[DATA FOR THIS TASK Boundary: Start]
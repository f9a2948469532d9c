//! Titan numerics: complex algebra, dense linear algebra and the FFT.

pub mod advanced_linear_algebra;
pub mod complex_numbers;
pub mod fourier;
pub mod geometry;
pub mod linear_algebra;
pub mod matrix;
pub mod norms;
pub mod reorder;

// --- nalgebra / num-complex bridges (feature-gated) ---
#[cfg(feature = "interop")]
pub mod interop;

pub use complex_numbers::Complex;
pub use matrix::Matrix;
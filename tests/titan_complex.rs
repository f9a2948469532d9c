use std::f64::consts::PI;

use titan_numerics::{Complex, TitanError};

const EPS: f64 = 1e-9;

#[test]
fn cube_roots_of_unity() {
    let roots = Complex::new(1.0, 0.0).roots(3).expect("roots ok");
    assert_eq!(roots.len(), 3);
    assert!(roots[0].equals(&Complex::new(1.0, 0.0), EPS));
    for r in &roots {
        assert!(r.pow(3.0).equals(&Complex::new(1.0, 0.0), 1e-9), "{r}");
        assert!((r.magnitude() - 1.0).abs() < EPS);
    }
    // Consecutive roots are 2π/3 apart.
    let step = roots[1].divide(&roots[0]).unwrap();
    assert!(step.equals(&Complex::from_polar(1.0, 2.0 * PI / 3.0), EPS));
}

#[test]
fn zero_roots_is_rejected() {
    assert!(matches!(
        Complex::new(1.0, 1.0).roots(0),
        Err(TitanError::InvalidArgument(_))
    ));
}

#[test]
fn polar_round_trip_and_display() {
    let z = Complex::new(-3.0, 4.0);
    let (r, theta) = z.to_polar();
    assert!(Complex::from_polar(r, theta).equals(&z, EPS));
    assert_eq!(format!("{:.2}", z), "-3.00 + 4.00i");
    assert_eq!(format!("{:.1}", z.conjugate()), "-3.0 - 4.0i");
}

#[test]
fn trig_identity_holds_off_the_real_axis() {
    let z = Complex::new(0.5, -1.25);
    let s = z.sin();
    let c = z.cos();
    let one = s.multiply(&s).add(&c.multiply(&c));
    assert!(one.equals(&Complex::new(1.0, 0.0), 1e-9));
    let t = z.tan().unwrap();
    assert!(t.equals(&s.divide(&c).unwrap(), EPS));
}

#[test]
fn division_by_zero_is_an_error() {
    let z = Complex::new(2.0, 1.0);
    assert_eq!(
        z.divide(&Complex::new(0.0, 0.0)),
        Err(TitanError::DivisionByZero)
    );
}
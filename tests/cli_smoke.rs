use std::fs;
use std::process::{Command, Output};

fn bin() -> String {
    // Cargo sets this for bin targets in integration tests
    env!("CARGO_BIN_EXE_titan").to_string()
}

fn titan(config_body: &str, args: &[&str]) -> Output {
    let dir = tempfile::tempdir().unwrap();
    let cfg = dir.path().join("numerics.toml");
    fs::write(&cfg, config_body).unwrap();
    Command::new(bin())
        .arg("--config")
        .arg(cfg.to_str().unwrap())
        .args(args)
        .env("NO_COLOR", "1")
        .env_remove("TITAN_DEBUG")
        .output()
        .expect("run")
}

fn stdout(o: &Output) -> String {
    assert!(
        o.status.success(),
        "stdout:\n{}\nstderr:\n{}",
        String::from_utf8_lossy(&o.stdout),
        String::from_utf8_lossy(&o.stderr)
    );
    String::from_utf8_lossy(&o.stdout).into_owned()
}

#[test]
fn det_uses_configured_precision() {
    let out = titan("precision = 2\n", &["det", "--matrix", "[[4,6],[3,8]]"]);
    assert_eq!(stdout(&out).trim(), "14.00");
}

#[test]
fn det_json() {
    let out = titan("", &["--json", "det", "--matrix", "[[4,6],[3,8]]"]);
    let v: serde_json::Value = serde_json::from_str(&stdout(&out)).unwrap();
    assert_eq!(v.as_f64(), Some(14.0));
}

#[test]
fn fft_json_reports_bins() {
    let out = titan("", &["--json", "fft", "1", "1", "1", "1", "0", "0", "0", "0"]);
    let v: serde_json::Value = serde_json::from_str(&stdout(&out)).unwrap();
    let bins = v.as_array().expect("array of bins");
    assert_eq!(bins.len(), 8);
    assert_eq!(bins[0]["re"].as_f64(), Some(4.0));
}

#[test]
fn fft_rejects_odd_length() {
    let out = titan("", &["fft", "1", "2", "3"]);
    assert!(!out.status.success());
    let err = String::from_utf8_lossy(&out.stderr);
    assert!(err.contains("error:"), "stderr: {err}");
}

#[test]
fn zigzag_prints_integers() {
    let out = titan("", &["zigzag", "3"]);
    assert_eq!(stdout(&out).trim(), "9 8 4\n7 5 3\n6 2 1");
}

#[test]
fn checked_inverse_fails_on_singular_input() {
    let out = titan("", &["inverse", "--checked", "--matrix", "[[1,2],[2,4]]"]);
    assert_eq!(out.status.code(), Some(1));
    let err = String::from_utf8_lossy(&out.stderr);
    assert!(err.contains("Singular Matrix"), "stderr: {err}");
}

#[test]
fn lup_json_has_three_factors() {
    let out = titan("", &["--json", "lup", "--matrix", "[[4,3],[6,3]]"]);
    let v: serde_json::Value = serde_json::from_str(&stdout(&out)).unwrap();
    assert_eq!(v["p"], serde_json::json!([[0.0, 1.0], [1.0, 0.0]]));
    assert!(v["l"].is_array() && v["u"].is_array());
}

#[test]
fn vector_norm_orders() {
    let out = titan("precision = 1\n", &["norm", "--vector", "[3,-4]", "--order", "-inf"]);
    assert_eq!(stdout(&out).trim(), "3.0");
    let out = titan("precision = 1\n", &["norm", "--vector", "[3,-4]"]);
    assert_eq!(stdout(&out).trim(), "5.0");
    let out = titan("", &["norm", "--vector", "[3,-4]", "--order", "fro"]);
    assert!(!out.status.success());
}

#[test]
fn rref_notes_singular_on_stderr() {
    let out = titan("precision = 0\n", &["rref", "--matrix", "[[1,2],[2,4]]"]);
    assert!(String::from_utf8_lossy(&out.stderr).contains("singular at pivot 1"));
    assert_eq!(stdout(&out).trim(), "2 4\n0 0");
}

#[test]
fn roots_prints_one_per_line() {
    let out = titan("precision = 3\n", &["roots", "-4", "0", "2"]);
    let text = stdout(&out);
    let lines: Vec<&str> = text.lines().collect();
    assert_eq!(lines, vec!["0.000 + 2.000i", "0.000 - 2.000i"]);
}
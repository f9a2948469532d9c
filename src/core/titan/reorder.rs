//! Row/column permutation and zig-zag matrix construction.

use std::str::FromStr;

use crate::core::error::{TitanError, TitanResult};
use crate::core::titan::matrix::Matrix;

fn check_order(order: &[usize], len: usize, what: &str) -> TitanResult<()> {
    if order.len() != len {
        return Err(TitanError::Index(format!(
            "reordering has {} entries but the matrix has {} {}",
            order.len(),
            len,
            what
        )));
    }
    if let Some(&bad) = order.iter().find(|&&i| i >= len) {
        return Err(TitanError::Index(format!(
            "{} index {} out of range 0..{}",
            what, bad, len
        )));
    }
    Ok(())
}

/// Row `i` of the result is row `order[i]` of `m`.
pub fn reorder_rows(m: &Matrix, order: &[usize]) -> TitanResult<Matrix> {
    check_order(order, m.rows(), "rows")?;
    Matrix::new(order.iter().map(|&i| m.row(i).to_vec()).collect())
}

/// Column `j` of the result is column `order[j]` of `m`.
pub fn reorder_cols(m: &Matrix, order: &[usize]) -> TitanResult<Matrix> {
    check_order(order, m.cols(), "columns")?;
    let cols = order
        .iter()
        .map(|&j| m.get_col(j))
        .collect::<TitanResult<Vec<_>>>()?;
    Ok(Matrix::new(cols)?.transpose())
}

pub fn reverse_rows(m: &Matrix) -> TitanResult<Matrix> {
    let order: Vec<usize> = (0..m.rows()).rev().collect();
    reorder_rows(m, &order)
}

pub fn reverse_cols(m: &Matrix) -> TitanResult<Matrix> {
    let order: Vec<usize> = (0..m.cols()).rev().collect();
    reorder_cols(m, &order)
}

/// Corner a zig-zag path starts from.
#[derive(Debug, Clone, Copy, PartialEq, Eq)]
pub enum Corner {
    TopLeft,
    TopRight,
    BottomLeft,
    BottomRight,
}

/// Direction of the path's first step.
#[derive(Debug, Clone, Copy, PartialEq, Eq)]
pub enum Axis {
    Horizontal,
    Vertical,
}

impl FromStr for Corner {
    type Err = TitanError;

    fn from_str(s: &str) -> TitanResult<Self> {
        match s {
            "TL" => Ok(Corner::TopLeft),
            "TR" => Ok(Corner::TopRight),
            "BL" => Ok(Corner::BottomLeft),
            "BR" => Ok(Corner::BottomRight),
            other => Err(TitanError::InvalidArgument(format!(
                "unknown corner {other:?}; expected TL, TR, BL or BR"
            ))),
        }
    }
}

impl FromStr for Axis {
    type Err = TitanError;

    fn from_str(s: &str) -> TitanResult<Self> {
        match s {
            "H" => Ok(Axis::Horizontal),
            "V" => Ok(Axis::Vertical),
            other => Err(TitanError::InvalidArgument(format!(
                "unknown direction {other:?}; expected H or V"
            ))),
        }
    }
}

/// n×n matrix of 1..=n² laid along a boustrophedon diagonal path.
///
/// Only the bottom-right/horizontal layout is generated directly; the
/// other seven come from reversing rows/columns and transposing it.
pub fn zigzag(n: usize, corner: Corner, axis: Axis) -> TitanResult<Matrix> {
    if n <= 1 {
        return Err(TitanError::invalid_argument("Matrix size must be at least 2x2."));
    }
    let brh = bottom_right_horizontal(n);
    match (corner, axis) {
        (Corner::BottomRight, Axis::Horizontal) => Ok(brh),
        (Corner::BottomRight, Axis::Vertical) => Ok(brh.transpose()),
        (Corner::BottomLeft, Axis::Horizontal) => reverse_cols(&brh),
        (Corner::BottomLeft, Axis::Vertical) => reverse_rows(&top_left(&brh)?.transpose()),
        (Corner::TopRight, Axis::Horizontal) => reverse_rows(&brh),
        (Corner::TopRight, Axis::Vertical) => reverse_rows(&brh.transpose()),
        (Corner::TopLeft, Axis::Horizontal) => top_left(&brh),
        (Corner::TopLeft, Axis::Vertical) => Ok(top_left(&brh)?.transpose()),
    }
}

fn top_left(brh: &Matrix) -> TitanResult<Matrix> {
    reverse_cols(&reverse_rows(brh)?)
}

/// String-selector form of [`zigzag`]: corner `TL|TR|BL|BR`, direction `H|V`.
pub fn zigzag_from_str(n: usize, corner: &str, dir: &str) -> TitanResult<Matrix> {
    zigzag(n, corner.parse()?, dir.parse()?)
}

// Fill from both ends: the top row counts down from n² and the bottom row
// up from 1, then each diagonal is walked from those anchors.
fn bottom_right_horizontal(n: usize) -> Matrix {
    let mut m = vec![vec![0.0; n]; n];
    let (mut tl, mut br, mut inc) = (n * n, 1, 1);
    let mut jump = false;
    m[0][0] = tl as f64;
    m[n - 1][n - 1] = br as f64;
    for i in 1..n {
        if jump {
            tl -= 4 * inc;
            br += 4 * inc;
            inc += 1;
        } else {
            tl -= 1;
            br += 1;
        }
        m[0][i] = tl as f64;
        m[n - 1][n - 1 - i] = br as f64;
        jump = !jump;
    }

    // diagonals hanging off the top row
    let mut dec = true;
    for i in 1..n {
        let mut val = m[0][i];
        for j in 1..=i {
            val += if dec { -1.0 } else { 1.0 };
            m[j][i - j] = val;
        }
        dec = !dec;
    }

    // diagonals rising from the bottom row
    let mut dec = n % 2 == 0;
    for i in 1..n - 1 {
        let mut val = m[n - 1][i];
        for j in 1..n - i {
            val += if dec { -1.0 } else { 1.0 };
            m[n - 1 - j][i + j] = val;
        }
        dec = !dec;
    }

    Matrix::from_rows_unchecked(m)
}
use crate::CrcsContext;
use crate::commands::TrackedDir;
use crate::output;
use crate::scanner::{ScanError, ScanFilter};
use crate::storage::{ChangeIndex, Manifest, ManifestRecord};
use crate::utils::format_size;
use crate::utils::formatters::{format_computed, format_reused};
use anyhow::Result;
use std::time::{Duration, Instant};
use tracing::{Level, debug, span, warn};

/// Counts from one `update` run, along with the manifest it wrote.
#[derive(Debug, Clone, Default)]
pub struct UpdateSummary {
    /// The manifest written to disk
    pub manifest: Manifest,
    /// Files whose checksum was taken from the change index
    pub reused: usize,
    /// Files that were read and checksummed
    pub computed: usize,
    /// Entries left out because they could not be stat'ed or read
    pub skipped: usize,
    /// Total bytes read for computed checksums
    pub bytes_hashed: u64,
    /// Wall-clock duration of the whole run
    pub elapsed: Duration,
}

/// Reconciles the directory with its previous manifest and writes a new one.
///
/// Files whose inode and mtime match a previous record reuse that record's
/// checksum without being read. Everything else is read and checksummed.
/// Entries that cannot be stat'ed or read, or whose names contain a tab or
/// newline or exceed the manifest's name limit, are reported and left out of
/// the new manifest. The new manifest replaces the old one wholesale.
///
/// # Errors
///
/// Returns an error if the root directory cannot be listed or the new
/// manifest cannot be written. Per-file failures are never errors.
pub fn run(dir: &TrackedDir<'_>, filter: &ScanFilter) -> Result<UpdateSummary> {
    let span = span!(Level::INFO, "update", root = %dir.root.display());
    let _enter = span.enter();
    let start = Instant::now();

    let manifest_path = dir.manifest_path();
    let previous = match Manifest::load(&manifest_path) {
        Ok(Some(manifest)) => manifest,
        Ok(None) => {
            debug!("no previous manifest");
            Manifest::new()
        }
        Err(e) => {
            warn!(error = %e, "previous manifest unreadable");
            output::warning(&format!("{e:#}; rehashing every file"));
            Manifest::new()
        }
    };
    let index = ChangeIndex::build(&previous, dir.root, dir.source);

    let mut summary = UpdateSummary::default();
    for item in dir.source.list_entries(dir.root)? {
        let entry = match item {
            Ok(entry) => entry,
            Err(e @ ScanError::NonUtf8Name { .. }) => {
                output::warning(&e.to_string());
                summary.skipped += 1;
                continue;
            }
            Err(e) => {
                output::error(&e.to_string());
                summary.skipped += 1;
                continue;
            }
        };

        if !filter.accepts(&entry) {
            debug!(file = %entry.name, "excluded");
            continue;
        }

        if !ManifestRecord::is_valid_file_name(&entry.name) {
            output::warning(&format!(
                "{:?}: file name cannot be stored in the manifest",
                entry.name
            ));
            summary.skipped += 1;
            continue;
        }

        if let Some(checksum) = index.lookup(&entry.identity()) {
            let record = ManifestRecord::new(checksum, entry.mtime, entry.name);
            output::file_ok(&format_reused(&record));
            summary.manifest.push(record);
            summary.reused += 1;
            continue;
        }

        match dir.checksum_file(&entry.name) {
            Ok(hashed) => {
                let record = ManifestRecord::new(hashed.checksum, entry.mtime, entry.name);
                output::file_ok(&format_computed(hashed.throughput().as_deref(), &record));
                summary.manifest.push(record);
                summary.computed += 1;
                summary.bytes_hashed += hashed.bytes;
            }
            Err(e) => {
                output::error(&e.to_string());
                summary.skipped += 1;
            }
        }
    }

    summary.manifest.save(&manifest_path)?;
    summary.elapsed = start.elapsed();

    debug!(
        reused = summary.reused,
        computed = summary.computed,
        skipped = summary.skipped,
        "manifest written"
    );
    Ok(summary)
}

/// Execute update command - rewrite the manifest for the context's root
///
/// # Errors
///
/// Returns an error if:
/// - An ignore pattern in the configuration is invalid
/// - The root directory cannot be listed
/// - The manifest cannot be written
pub fn execute(ctx: &CrcsContext) -> Result<UpdateSummary> {
    let dir = TrackedDir::from_context(ctx);
    let filter = ctx.scan_filter()?;
    let summary = run(&dir, &filter)?;

    output::info(&format!(
        "Updated {}: {} files ({} computed, {} reused, {} skipped), {} hashed in {}",
        dir.manifest_name,
        summary.manifest.len(),
        summary.computed,
        summary.reused,
        summary.skipped,
        format_size(summary.bytes_hashed),
        crate::utils::format_elapsed(summary.elapsed),
    ));
    Ok(summary)
}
[DATA FOR THIS TASK Boundary: End]
- [PROMPT]: Starting at the line above that contains "(Corner::TopLeft, Axis::Vertical) =>", repeat each line exactly up to and including the line that contains "String-selector form of", and stop there.

- [RESULT BELOW]:
        (Corner::TopLeft, Axis::Vertical) => Ok(top_left(&brh)?.transpose()),
    }
}

fn top_left(brh: &Matrix) -> TitanResult<Matrix> {
    reverse_cols(&reverse_rows(brh)?)
}

/// String-selector form of [`zigzag`]: corner `TL|TR|BL|BR`, direction `H|V`.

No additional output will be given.